:: WHAT YOU SHOULD DO ::
The required output is all lines below that contain the word "HybridWeights".

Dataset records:
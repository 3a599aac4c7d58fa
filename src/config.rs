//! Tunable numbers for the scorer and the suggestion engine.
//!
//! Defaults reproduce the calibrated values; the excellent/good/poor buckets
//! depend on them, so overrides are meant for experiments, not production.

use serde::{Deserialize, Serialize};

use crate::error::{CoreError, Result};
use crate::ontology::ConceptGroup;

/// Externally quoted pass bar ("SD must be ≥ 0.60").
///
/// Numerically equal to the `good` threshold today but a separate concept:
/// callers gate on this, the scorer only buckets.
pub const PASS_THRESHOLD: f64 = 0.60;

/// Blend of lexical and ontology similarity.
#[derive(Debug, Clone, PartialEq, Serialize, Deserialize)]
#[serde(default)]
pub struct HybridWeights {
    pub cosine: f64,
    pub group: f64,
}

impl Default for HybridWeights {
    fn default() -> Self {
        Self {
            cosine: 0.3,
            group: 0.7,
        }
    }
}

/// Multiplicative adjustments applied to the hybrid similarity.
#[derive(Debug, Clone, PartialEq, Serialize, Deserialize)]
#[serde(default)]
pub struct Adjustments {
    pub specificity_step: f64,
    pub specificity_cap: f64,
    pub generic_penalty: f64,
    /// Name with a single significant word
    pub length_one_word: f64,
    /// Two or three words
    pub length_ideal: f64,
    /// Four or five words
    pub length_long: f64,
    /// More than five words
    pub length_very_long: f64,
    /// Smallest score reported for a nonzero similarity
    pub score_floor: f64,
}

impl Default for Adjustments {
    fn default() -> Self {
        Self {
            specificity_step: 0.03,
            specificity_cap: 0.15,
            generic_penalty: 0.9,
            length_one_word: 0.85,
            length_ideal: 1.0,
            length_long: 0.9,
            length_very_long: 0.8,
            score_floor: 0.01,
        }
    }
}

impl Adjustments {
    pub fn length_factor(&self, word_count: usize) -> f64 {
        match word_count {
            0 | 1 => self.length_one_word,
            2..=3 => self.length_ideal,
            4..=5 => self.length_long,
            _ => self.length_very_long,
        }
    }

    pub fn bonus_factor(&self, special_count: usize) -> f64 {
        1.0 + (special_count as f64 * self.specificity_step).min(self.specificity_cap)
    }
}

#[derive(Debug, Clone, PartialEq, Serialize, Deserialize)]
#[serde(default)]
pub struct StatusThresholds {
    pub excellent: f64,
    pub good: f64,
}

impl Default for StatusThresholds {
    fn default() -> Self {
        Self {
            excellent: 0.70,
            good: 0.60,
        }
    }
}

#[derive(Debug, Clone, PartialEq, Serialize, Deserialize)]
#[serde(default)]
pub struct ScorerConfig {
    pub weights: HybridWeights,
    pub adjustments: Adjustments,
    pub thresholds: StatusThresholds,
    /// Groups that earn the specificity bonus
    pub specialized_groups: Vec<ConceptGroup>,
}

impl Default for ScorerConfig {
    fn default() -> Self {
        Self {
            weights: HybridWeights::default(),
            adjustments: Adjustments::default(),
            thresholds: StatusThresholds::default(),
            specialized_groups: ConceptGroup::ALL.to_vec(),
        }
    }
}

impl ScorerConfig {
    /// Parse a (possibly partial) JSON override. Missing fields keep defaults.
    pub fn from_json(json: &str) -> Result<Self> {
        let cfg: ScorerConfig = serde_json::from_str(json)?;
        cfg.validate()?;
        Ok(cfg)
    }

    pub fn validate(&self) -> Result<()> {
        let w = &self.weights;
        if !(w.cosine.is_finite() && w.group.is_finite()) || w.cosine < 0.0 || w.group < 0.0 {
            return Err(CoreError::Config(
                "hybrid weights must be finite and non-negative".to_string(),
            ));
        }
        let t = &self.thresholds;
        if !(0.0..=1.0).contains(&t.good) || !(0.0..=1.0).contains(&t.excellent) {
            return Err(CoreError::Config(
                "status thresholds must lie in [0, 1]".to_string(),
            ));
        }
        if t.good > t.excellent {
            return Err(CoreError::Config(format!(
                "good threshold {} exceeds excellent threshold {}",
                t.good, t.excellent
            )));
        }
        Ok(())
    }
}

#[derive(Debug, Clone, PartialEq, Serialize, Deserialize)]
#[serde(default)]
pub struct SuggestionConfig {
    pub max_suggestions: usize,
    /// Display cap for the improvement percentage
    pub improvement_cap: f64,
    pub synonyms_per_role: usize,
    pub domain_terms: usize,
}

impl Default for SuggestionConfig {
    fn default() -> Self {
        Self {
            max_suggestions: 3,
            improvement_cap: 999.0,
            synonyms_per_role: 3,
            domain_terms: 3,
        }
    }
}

:: YOUR SOLUTION ::
pub struct HybridWeights {
impl Default for HybridWeights {
    pub weights: HybridWeights,
            weights: HybridWeights::default(),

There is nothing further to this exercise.